“Much of what I need to know about differentiation comes from Antoine de Saint-Exupéry’s The Little Prince,” said Carol Ann Tomlinson at her Special Feature lecture. “The fox asks the Little Prince to tame him, and our children do this to us every day.”
Tomlinson, an experienced teacher and author of The Differentiated Classroom: Responding to the Needs of All Learners, described the five essentials for “taming” students:
- Affirmation. Students need to know that they’re accepted. “I had one student with a learning disability; everyone told him what was wrong with him, but no one tried to help him realize what was good in him.”
- Contribution. “Students want to know how they can make a difference.” Tomlinson recalled the night one African American student trembled before delivering a powerful speech on civil rights. “I found out years later that the civic group she addressed included three current or former members of the Ku Klux Klan. She was frightened, but she said it was her chance to make a difference.”
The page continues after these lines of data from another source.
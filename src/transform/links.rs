//! Related-links extraction.

use crate::dom::Element;

/// Build a related-links element from an unordered list.
///
/// Each list item must contain exactly one cross-reference and nothing
/// else. A qualifying item becomes a link carrying the cross-reference's
/// href, format, and scope attributes; inline content becomes the link
/// text. Anything else is skipped with a warning.
pub(crate) fn build_related_links(list: &Element, warnings: &mut Vec<String>) -> Element {
    let mut links = Element::new("related-links");

    for item in list.child_elements().filter(|el| el.name == "li") {
        match single_xref(item) {
            Some(xref) => links.push_element(build_link(xref)),
            None => {
                warnings
                    .push("Unexpected content found in related-links, skipping...".to_string());
            }
        }
    }

    links
}

/// The item's only significant child, if it is a cross-reference.
fn single_xref(item: &Element) -> Option<&Element> {
    let mut significant = item.significant_children();
    let first = significant.next()?;
    if significant.next().is_some() {
        return None;
    }
    first.as_element().filter(|el| el.name == "xref")
}

fn build_link(xref: &Element) -> Element {
    let mut link = Element::new("link");

    for name in ["href", "format", "scope"] {
        if let Some(value) = xref.attr(name) {
            link.set_attr(name, value);
        }
    }

    if xref.significant_children().next().is_some() {
        let mut linktext = Element::new("linktext");
        linktext.children = xref.children.clone();
        link.push_element(linktext);
    }

    link
}
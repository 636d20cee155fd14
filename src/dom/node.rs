//! Document tree types.
//!
//! A deliberately small DOM: DITA conversion only needs tag names, ordered
//! attributes, and ordered children. Namespaces, processing instructions,
//! and DTD internals are out of scope.

use crate::error::Result;

/// Document type declaration emitted ahead of the root element.
#[derive(Debug, Clone, PartialEq, Eq)]
pub struct Doctype {
    /// Root element name (e.g. `task`).
    pub name: String,
    /// Public identifier (e.g. `-//OASIS//DTD DITA Task//EN`).
    pub public_id: String,
    /// System identifier (e.g. `task.dtd`).
    pub system_id: String,
}

impl Doctype {
    pub fn new(name: &str, public_id: &str, system_id: &str) -> Self {
        Self {
            name: name.to_string(),
            public_id: public_id.to_string(),
            system_id: system_id.to_string(),
        }
    }
}

/// A parsed XML document: an optional DOCTYPE plus the root element.
#[derive(Debug, Clone, PartialEq)]
pub struct Document {
    pub doctype: Option<Doctype>,
    pub root: Element,
}

impl Document {
    /// Parse a document from an XML string.
    pub fn parse(input: &str) -> Result<Self> {
        super::parser::parse_document(input)
    }

    /// Serialize the document back to XML, including the XML declaration
    /// and DOCTYPE.
    pub fn to_xml(&self) -> String {
        super::writer::serialize(self)
    }
}

/// A node in the document tree.
#[derive(Debug, Clone, PartialEq)]
pub enum Node {
    Element(Element),
    Text(String),
    Comment(String),
}

impl Node {
    /// Get the element if this node is one.
    pub fn as_element(&self) -> Option<&Element> {
        match self {
            Node::Element(el) => Some(el),
            _ => None,
        }
    }

    /// Check if this node is an element with the given name.
    pub fn is_element_named(&self, name: &str) -> bool {
        matches!(self, Node::Element(el) if el.name == name)
    }

    /// Whitespace-only text and comments carry no structure. They are
    /// preserved in passthrough content but ignored when classifying
    /// body children.
    pub fn is_insignificant(&self) -> bool {
        match self {
            Node::Text(text) => text.chars().all(char::is_whitespace),
            Node::Comment(_) => true,
            Node::Element(_) => false,
        }
    }
}

/// An element: tag name, ordered attributes, ordered children.
#[derive(Debug, Clone, PartialEq, Default)]
pub struct Element {
    pub name: String,
    pub attributes: Vec<(String, String)>,
    pub children: Vec<Node>,
}

impl Element {
    /// Create an empty element with the given name.
    pub fn new(name: &str) -> Self {
        Self {
            name: name.to_string(),
            ..Default::default()
        }
    }

    /// Get an attribute value.
    pub fn attr(&self, name: &str) -> Option<&str> {
        self.attributes
            .iter()
            .find(|(key, _)| key == name)
            .map(|(_, value)| value.as_str())
    }

    /// Set an attribute, replacing any existing value.
    pub fn set_attr(&mut self, name: &str, value: &str) {
        for (key, existing) in &mut self.attributes {
            if key == name {
                *existing = value.to_string();
                return;
            }
        }
        self.attributes.push((name.to_string(), value.to_string()));
    }

    /// Append a child node.
    pub fn push(&mut self, node: Node) {
        self.children.push(node);
    }

    /// Append a child element.
    pub fn push_element(&mut self, element: Element) {
        self.children.push(Node::Element(element));
    }

    /// First child element with the given name.
    pub fn child(&self, name: &str) -> Option<&Element> {
        self.child_elements().find(|el| el.name == name)
    }

    /// Iterate over child elements.
    pub fn child_elements(&self) -> impl Iterator<Item = &Element> {
        self.children.iter().filter_map(Node::as_element)
    }

    /// Iterate over children that carry structure (skips whitespace-only
    /// text and comments).
    pub fn significant_children(&self) -> impl Iterator<Item = &Node> {
        self.children.iter().filter(|node| !node.is_insignificant())
    }

    /// Concatenated text of this element and its descendants.
    pub fn text_content(&self) -> String {
        let mut text = String::new();
        self.collect_text(&mut text);
        text
    }

    fn collect_text(&self, text: &mut String) {
        for child in &self.children {
            match child {
                Node::Text(chunk) => text.push_str(chunk),
                Node::Element(el) => el.collect_text(text),
                Node::Comment(_) => {}
            }
        }
    }

    /// Check whether any descendant element has the given name.
    pub fn has_descendant(&self, name: &str) -> bool {
        self.child_elements()
            .any(|el| el.name == name || el.has_descendant(name))
    }
}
- Power. “Students come to us looking for what they can do. I had one tell me she did not respect her teacher because the teacher did not respect her. She said she was willing to sacrifice her class rank rather than help that teacher contribute to educational malpractice.”
- Purpose. Students need to know that there’s more to school than just getting the right answers. “One of my students wrote a passionate journal entry about giving wrong answers. Right answers were rewarded, but wrong ones made her withdraw,” Tomlinson said. “Students should know how to develop that which makes them special.”
- Challenge. “Our students want to feel wrung out when we’re finished with them,” Tomlinson asserted. “They’re asking to be shown why it’s a better world now that they’re in it. We must tame them like the Little Prince’s fox.”